Honestly I'd be happy if they could stop Windows 10 from turning my laptop into a hair dryer randomly while it is otherwise entirely idle. The thing is sitting there doing nothing, suddenly the fan will start roaring and the CPU utilization spikes.
Seriously why on Earth does this happen? Even if Edge ends up being more power-efficient the rest of the OS (Windows 10) is going to ensure that I will get no more than 3 hours of battery life on my laptop.
Some interesting optimizations in here, but I'm curious about this one in particular:
> With the Anniversary Update, Microsoft Edge only executes background JavaScript timers once per second in background tabs. More importantly, these timers are coalesced with other work happening across Windows. Microsoft Edge doesn’t wake up the hardware to perform work. Instead we tag along with other work happening across the system, and then quickly yield, allowing the hardware to enter a low power state.

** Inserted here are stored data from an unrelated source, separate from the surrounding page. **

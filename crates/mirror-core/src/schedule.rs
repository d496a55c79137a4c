//! Fixed-interval pass scheduling
//!
//! The scheduler runs a pass immediately and then once per interval on a
//! background thread. Stop requests are observed only between passes. A
//! pass that overruns the interval causes the missed ticks to be skipped,
//! never queued.

use std::sync::Arc;
use std::sync::mpsc::{self, RecvTimeoutError, Sender};
use std::thread::{self, JoinHandle};
use std::time::{Duration, Instant};

use crate::sync::{PassStatus, Synchronizer};
use crate::{Error, Result};

/// Runs passes of one synchronizer on a fixed cadence.
#[derive(Debug, Clone, Copy)]
pub struct Scheduler {
    interval: Duration,
}

/// Control handle for a running scheduler.
#[derive(Debug)]
pub struct SchedulerHandle {
    stop: Sender<()>,
    thread: JoinHandle<SchedulerStats>,
}

/// What a scheduler did before it stopped.
#[derive(Debug, Clone, Copy, Default, PartialEq, Eq)]
pub struct SchedulerStats {
    /// Passes started (including skipped ones)
    pub passes: u64,
    /// Passes that ended with [`PassStatus::Aborted`]
    pub aborted: u64,
    /// Ticks dropped because a pass overran the interval
    pub missed_ticks: u64,
}

impl Scheduler {
    pub fn new(interval: Duration) -> Self {
        Self { interval }
    }

    pub fn interval(&self) -> Duration {
        self.interval
    }

    /// Start running passes on a background thread.
    ///
    /// # Errors
    ///
    /// Returns an error if the thread cannot be spawned.
    pub fn spawn(self, synchronizer: Arc<Synchronizer>) -> Result<SchedulerHandle> {
        let (stop, stop_rx) = mpsc::channel();
        let interval = self.interval;

        let thread = thread::Builder::new()
            .name("mirror-scheduler".into())
            .spawn(move || run_loop(interval, &synchronizer, &stop_rx))?;

        tracing::debug!(interval_secs = interval.as_secs_f64(), "Scheduler started");
        Ok(SchedulerHandle { stop, thread })
    }
}

impl SchedulerHandle {
    /// Ask the scheduler to stop after the pass in progress, if any.
    pub fn stop(&self) {
        // A send error means the loop already ended.
        let _ = self.stop.send(());
    }

    /// Wait for the scheduler thread to finish.
    ///
    /// # Errors
    ///
    /// Returns [`Error::Scheduler`] if the thread panicked.
    pub fn join(self) -> Result<SchedulerStats> {
        self.thread.join().map_err(|_| Error::Scheduler {
            message: "scheduler thread panicked".into(),
        })
    }

    /// Stop and wait.
    pub fn shutdown(self) -> Result<SchedulerStats> {
        self.stop();
        self.join()
    }
}

fn run_loop(
    interval: Duration,
    synchronizer: &Synchronizer,
    stop: &mpsc::Receiver<()>,
) -> SchedulerStats {
    let mut stats = SchedulerStats::default();
    let mut next_tick = Instant::now();

    loop {
        let report = synchronizer.run_pass();
        stats.passes += 1;
        if matches!(report.status, PassStatus::Aborted { .. }) {
            stats.aborted += 1;
        }

        next_tick += interval;
        let now = Instant::now();
        let mut missed = 0;
        while next_tick <= now {
            next_tick += interval;
            missed += 1;
        }
        if missed > 0 {
            stats.missed_ticks += missed;
            tracing::warn!(missed, "Pass overran the sync interval; skipping missed ticks");
        }

        match stop.recv_timeout(next_tick.saturating_duration_since(Instant::now())) {
            Ok(()) | Err(RecvTimeoutError::Disconnected) => break,
            Err(RecvTimeoutError::Timeout) => {}
        }
    }

    tracing::debug!(passes = stats.passes, "Scheduler stopped");
    stats
}
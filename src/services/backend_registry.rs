use crate::config::AutomationConfig;
use crate::models::{BackendConfig, BackendDescriptor};
use crate::resilience::{CircuitBreaker, CircuitBreakerManager, SystemCircuitBreakerMetrics};
use std::sync::Arc;

/// Configured backends plus the breaker guarding each one.
///
/// Descriptors are snapshots: the circuit state they carry is read from the
/// breaker at the moment [`descriptors`](Self::descriptors) is called.
#[derive(Debug, Clone)]
pub struct BackendRegistry {
    backends: Arc<Vec<BackendConfig>>,
    breakers: CircuitBreakerManager,
}

impl BackendRegistry {
    pub fn new(backends: Vec<BackendConfig>, breakers: CircuitBreakerManager) -> Self {
        // Create breakers eagerly so reports list every backend from the start
        for backend in &backends {
            breakers.get_circuit_breaker(&backend.name);
        }
        Self {
            backends: Arc::new(backends),
            breakers,
        }
    }

    pub fn from_config(config: &AutomationConfig) -> Self {
        Self::new(
            config.backends.clone(),
            CircuitBreakerManager::new(config.circuit_breakers.to_resilience_config()),
        )
    }

    /// Backends in configuration order with their current breaker state
    pub fn descriptors(&self) -> Vec<BackendDescriptor> {
        self.backends
            .iter()
            .map(|config| {
                let mut descriptor = BackendDescriptor::from(config);
                descriptor.circuit = self.breaker(&config.name).snapshot();
                descriptor
            })
            .collect()
    }

    pub fn breaker(&self, name: &str) -> Arc<CircuitBreaker> {
        self.breakers.get_circuit_breaker(name)
    }

    pub fn breaker_manager(&self) -> &CircuitBreakerManager {
        &self.breakers
    }

    pub fn system_metrics(&self) -> SystemCircuitBreakerMetrics {
        self.breakers.system_metrics()
    }

    pub fn len(&self) -> usize {
        self.backends.len()
    }

    pub fn is_empty(&self) -> bool {
        self.backends.is_empty()
    }
}
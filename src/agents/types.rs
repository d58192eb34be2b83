//! Agent pool data types.

use crate::state_machine::BatchStatus;
use chrono::{DateTime, Utc};
use serde::{Deserialize, Serialize};
use std::fmt;
use uuid::Uuid;

#[derive(Debug, Clone, Copy, PartialEq, Eq, Serialize, Deserialize)]
#[serde(rename_all = "lowercase")]
pub enum AgentKind {
    /// Delivers prompts through the automation backends
    Browser,
    /// Coordinates a batch and produces its report
    Orchestrator,
}

/// `idle → busy → active`: busy while executing a task, active while
/// supervising a running batch
#[derive(Debug, Clone, Copy, PartialEq, Eq, Serialize, Deserialize)]
#[serde(rename_all = "lowercase")]
pub enum AgentStatus {
    Idle,
    Busy,
    Active,
}

impl fmt::Display for AgentStatus {
    fn fmt(&self, f: &mut fmt::Formatter<'_>) -> fmt::Result {
        match self {
            Self::Idle => write!(f, "idle"),
            Self::Busy => write!(f, "busy"),
            Self::Active => write!(f, "active"),
        }
    }
}

#[derive(Debug, Clone, Default, PartialEq, Serialize, Deserialize)]
#[serde(rename_all = "camelCase")]
pub struct AgentPerformance {
    pub tasks_completed: u64,
    pub tasks_failed: u64,
    /// Percentage of finished tasks that succeeded
    pub success_rate: f64,
    pub average_task_time_ms: f64,
}

impl AgentPerformance {
    pub fn record(&mut self, success: bool, duration_ms: u64) {
        if success {
            self.tasks_completed += 1;
        } else {
            self.tasks_failed += 1;
        }
        let finished = self.finished();
        self.success_rate = self.tasks_completed as f64 / finished as f64 * 100.0;
        self.average_task_time_ms +=
            (duration_ms as f64 - self.average_task_time_ms) / finished as f64;
    }

    pub fn finished(&self) -> u64 {
        self.tasks_completed + self.tasks_failed
    }
}

#[derive(Debug, Clone, PartialEq, Serialize, Deserialize)]
#[serde(rename_all = "camelCase")]
pub struct AgentState {
    pub id: String,
    pub kind: AgentKind,
    pub status: AgentStatus,
    pub current_task: Option<String>,
    pub performance: AgentPerformance,
    pub last_activity: DateTime<Utc>,
}

impl AgentState {
    pub fn new(id: impl Into<String>, kind: AgentKind) -> Self {
        Self {
            id: id.into(),
            kind,
            status: AgentStatus::Idle,
            current_task: None,
            performance: AgentPerformance::default(),
            last_activity: Utc::now(),
        }
    }
}

#[derive(Debug, Clone, Copy, PartialEq, Eq, Serialize, Deserialize)]
#[serde(rename_all = "lowercase")]
pub enum AgentTaskKind {
    /// Deliver one prompt
    Submit,
    /// Summarize a batch once its submit tasks are done
    Coordinate,
}

#[derive(Debug, Clone, Copy, PartialEq, Eq, Serialize, Deserialize)]
#[serde(rename_all = "lowercase")]
pub enum AgentTaskStatus {
    Pending,
    Executing,
    Completed,
    Failed,
    Cancelled,
}

impl AgentTaskStatus {
    pub fn is_finished(&self) -> bool {
        matches!(self, Self::Completed | Self::Failed | Self::Cancelled)
    }
}

#[derive(Debug, Clone, PartialEq, Serialize, Deserialize)]
#[serde(rename_all = "camelCase")]
pub struct AgentTask {
    pub id: String,
    pub kind: AgentTaskKind,
    pub batch_id: String,
    pub prompt_id: Option<String>,
    pub assigned_agent: Option<String>,
    pub status: AgentTaskStatus,
    pub error: Option<String>,
    pub created_at: DateTime<Utc>,
    pub started_at: Option<DateTime<Utc>>,
    pub completed_at: Option<DateTime<Utc>>,
}

impl AgentTask {
    pub fn submit(batch_id: &str, prompt_id: &str) -> Self {
        Self::new(
            format!("submit-{batch_id}-{prompt_id}"),
            AgentTaskKind::Submit,
            batch_id,
            Some(prompt_id.to_string()),
        )
    }

    pub fn coordinate(batch_id: &str) -> Self {
        Self::new(
            format!("coordinate-{batch_id}"),
            AgentTaskKind::Coordinate,
            batch_id,
            None,
        )
    }

    fn new(id: String, kind: AgentTaskKind, batch_id: &str, prompt_id: Option<String>) -> Self {
        Self {
            id,
            kind,
            batch_id: batch_id.to_string(),
            prompt_id,
            assigned_agent: None,
            status: AgentTaskStatus::Pending,
            error: None,
            created_at: Utc::now(),
            started_at: None,
            completed_at: None,
        }
    }
}

/// Why a task went to a given agent
#[derive(Debug, Clone, PartialEq, Serialize, Deserialize)]
#[serde(rename_all = "camelCase")]
pub struct AgentDecision {
    pub id: Uuid,
    pub agent_id: Option<String>,
    pub task_id: String,
    pub decision: String,
    pub reasoning: String,
    pub timestamp: DateTime<Utc>,
}

#[derive(Debug, Clone, PartialEq, Serialize, Deserialize)]
#[serde(rename_all = "camelCase")]
pub struct CoordinationReport {
    pub batch_id: String,
    pub batch_status: BatchStatus,
    /// Submit tasks only
    pub total_tasks: usize,
    pub completed_tasks: usize,
    pub failed_tasks: usize,
    pub cancelled_tasks: usize,
    pub success_rate: f64,
    pub generated_at: DateTime<Utc>,
}

#[derive(Debug, Clone, Default, PartialEq, Serialize, Deserialize)]
#[serde(rename_all = "camelCase")]
pub struct AgentStats {
    pub total_agents: usize,
    pub idle_agents: usize,
    pub busy_agents: usize,
    pub active_agents: usize,
    pub total_tasks: usize,
    pub pending_tasks: usize,
    pub completed_tasks: usize,
    pub failed_tasks: usize,
    pub decisions: usize,
    pub average_success_rate: f64,
}
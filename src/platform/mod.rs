//! Target platform detection and backend affinity.

pub mod router;

pub use router::{detect_platform, PlatformId};
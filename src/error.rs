//! # Automation Errors
//!
//! Crate-level error taxonomy for the batch automation engine. Module errors
//! (client, store, state machine, configuration) convert into [`AutomationError`]
//! so orchestration code can propagate everything with `?`.
//!
//! The classification helpers mirror how failures are handled at runtime:
//! - transient per-attempt failures are retried by the task queue
//! - backend unavailability and persistence failures abort the whole batch
//! - concurrency violations are rejected synchronously at call time

use crate::client::ClientError;
use crate::config::ConfigurationError;
use crate::persistence::StoreError;
use crate::platform::PlatformId;
use crate::state_machine::StateMachineError;
use thiserror::Error;

#[derive(Debug, Clone, Error)]
pub enum AutomationError {
    /// Batch failed validation before any work started
    #[error("Batch validation failed: {reason}")]
    Validation { reason: String },

    /// Another batch currently holds the run slot
    #[error("Batch '{running_batch_id}' is already running")]
    BatchAlreadyRunning { running_batch_id: String },

    /// Stop/pause/resume addressed a batch that is not the active run
    #[error("Batch '{batch_id}' is not running")]
    BatchNotRunning { batch_id: String },

    /// Every backend is excluded by its circuit breaker
    #[error("No automation backend available for platform '{platform}'")]
    NoBackendAvailable { platform: PlatformId },

    /// A single backend call failed (network, status, timeout, decode)
    #[error("Backend '{backend}' call failed: {source}")]
    Backend {
        backend: String,
        #[source]
        source: ClientError,
    },

    /// The backend's breaker short-circuited the attempt
    #[error("Circuit breaker is open for {component}")]
    CircuitOpen { component: String },

    /// Save/verify against the store failed after its retry
    #[error("Persistence failure during {operation}: {source}")]
    Persistence {
        operation: String,
        #[source]
        source: StoreError,
    },

    #[error(transparent)]
    StateTransition(#[from] StateMachineError),

    #[error("Configuration error: {0}")]
    Configuration(String),

    /// Prompt attempt pre-empted by a stop request
    #[error("cancelled")]
    Cancelled,
}

impl AutomationError {
    pub fn validation(reason: impl Into<String>) -> Self {
        Self::Validation {
            reason: reason.into(),
        }
    }

    pub fn persistence(operation: impl Into<String>, source: StoreError) -> Self {
        Self::Persistence {
            operation: operation.into(),
            source,
        }
    }

    /// Transient per-attempt failure that the task queue should retry
    pub fn is_retryable(&self) -> bool {
        matches!(self, Self::Backend { .. } | Self::CircuitOpen { .. })
    }

    /// Failure that aborts the whole batch instead of a single prompt
    pub fn is_batch_fatal(&self) -> bool {
        matches!(
            self,
            Self::NoBackendAvailable { .. } | Self::Persistence { .. }
        )
    }
}

impl From<ConfigurationError> for AutomationError {
    fn from(err: ConfigurationError) -> Self {
        Self::Configuration(err.to_string())
    }
}

pub type AutomationResult<T> = std::result::Result<T, AutomationError>;
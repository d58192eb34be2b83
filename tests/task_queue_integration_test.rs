mod common;

use autopromptr_core::error::AutomationError;
use autopromptr_core::models::TextPrompt;
use autopromptr_core::orchestration::{
    BackoffPolicy, QueueControl, QueueEvent, QueueTermination, TaskQueue, TaskQueueConfig,
};
use common::prompts;
use parking_lot::Mutex;
use serde_json::{json, Value};
use std::collections::HashMap;
use std::sync::atomic::{AtomicUsize, Ordering};
use std::sync::Arc;
use std::time::Duration;

fn queue(concurrency: usize, max_retries: u32) -> TaskQueue {
    TaskQueue::new(TaskQueueConfig {
        concurrency,
        max_retries,
        backoff: BackoffPolicy::new(Duration::from_millis(1), Duration::from_millis(4)),
        dispatch_delay: Duration::ZERO,
    })
}

#[derive(Default)]
struct Gauge {
    current: AtomicUsize,
    peak: AtomicUsize,
}

impl Gauge {
    fn enter(&self) {
        let now = self.current.fetch_add(1, Ordering::SeqCst) + 1;
        self.peak.fetch_max(now, Ordering::SeqCst);
    }

    fn exit(&self) {
        self.current.fetch_sub(1, Ordering::SeqCst);
    }
}

async fn run_fifty(concurrency: usize) {
    let gauge = Arc::new(Gauge::default());
    let seen: Arc<Mutex<HashMap<String, usize>>> = Arc::default();

    let worker = {
        let gauge = Arc::clone(&gauge);
        let seen = Arc::clone(&seen);
        move |prompt: TextPrompt, _attempt: u32| {
            let gauge = Arc::clone(&gauge);
            let seen = Arc::clone(&seen);
            async move {
                gauge.enter();
                *seen.lock().entry(prompt.id.clone()).or_default() += 1;
                tokio::time::sleep(Duration::from_millis(5)).await;
                gauge.exit();
                Ok::<_, AutomationError>(json!({ "id": prompt.id }))
            }
        }
    };

    let outcome = queue(concurrency, 0)
        .run(prompts("q", 50), &worker, &QueueControl::new(), &|_| {})
        .await;

    assert!(matches!(outcome.termination, QueueTermination::Completed));
    assert_eq!(outcome.results.len(), 50);
    assert!(outcome.results.iter().all(|r| r.success));
    assert!(outcome.unprocessed.is_empty());

    let seen = seen.lock();
    assert_eq!(seen.len(), 50);
    assert!(seen.values().all(|count| *count == 1));

    let peak = gauge.peak.load(Ordering::SeqCst);
    assert!(peak <= concurrency, "peak {peak} exceeded {concurrency}");
    if concurrency > 1 {
        assert!(peak > 1, "queue never overlapped prompts");
    }
}

#[tokio::test]
async fn test_fifty_prompts_serial() {
    run_fifty(1).await;
}

#[tokio::test]
async fn test_fifty_prompts_concurrency_three() {
    run_fifty(3).await;
}

#[tokio::test]
async fn test_fifty_prompts_concurrency_ten() {
    run_fifty(10).await;
}

#[tokio::test]
async fn test_transient_failures_retry_until_success() {
    let attempts: Arc<Mutex<HashMap<String, u32>>> = Arc::default();
    let worker = {
        let attempts = Arc::clone(&attempts);
        move |prompt: TextPrompt, attempt: u32| {
            let attempts = Arc::clone(&attempts);
            async move {
                attempts.lock().insert(prompt.id.clone(), attempt);
                if attempt < 3 {
                    Err::<Value, _>(AutomationError::Validation { reason: "transient".to_string() })
                } else {
                    Ok(json!("ok"))
                }
            }
        }
    };

    let retries = AtomicUsize::new(0);
    let on_event = |event: QueueEvent| {
        if matches!(event, QueueEvent::Retrying { .. }) {
            retries.fetch_add(1, Ordering::SeqCst);
        }
    };

    let outcome = queue(2, 3)
        .run(prompts("r", 4), &worker, &QueueControl::new(), &on_event)
        .await;

    assert!(outcome.results.iter().all(|r| r.success && r.attempts == 3));
    assert_eq!(retries.load(Ordering::SeqCst), 8);
    assert!(attempts.lock().values().all(|attempt| *attempt == 3));
}

#[tokio::test]
async fn test_exhausted_retries_record_failure() {
    let calls = Arc::new(AtomicUsize::new(0));
    let worker = {
        let calls = Arc::clone(&calls);
        move |_prompt: TextPrompt, _attempt: u32| {
            let calls = Arc::clone(&calls);
            async move {
                calls.fetch_add(1, Ordering::SeqCst);
                Err::<Value, _>(AutomationError::Validation { reason: "always".to_string() })
            }
        }
    };

    let outcome = queue(1, 2)
        .run(prompts("x", 2), &worker, &QueueControl::new(), &|_| {})
        .await;

    assert!(matches!(outcome.termination, QueueTermination::Completed));
    assert_eq!(outcome.results.len(), 2);
    assert!(outcome.results.iter().all(|r| !r.success && r.attempts == 3));
    assert_eq!(calls.load(Ordering::SeqCst), 6);
}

Are there any implications for web techs (maybe like WebTorrent?) that do need to run JS constantly in the background?
In Safari, which slows background JavaScript down or stops it altogether, music stops playing occasionally on Soundcloud when a song ends. The only option to prevent this is to make the Soundcloud tab the sole tab in the browser window. The window can be in the background but the tab is not treated as background tab because it is the active tab in the window.
I'm not sure about Edge in particular, but on most platform runtimes "timers" are separate from IO-availability-triggered asynchronous events. When a WebRTC data connection signals its send channel has become unblocked/receive channel has data available, a handler will be called right then; there's no timer involved. Timers are just for things that have no relevant IO to control them, like animations.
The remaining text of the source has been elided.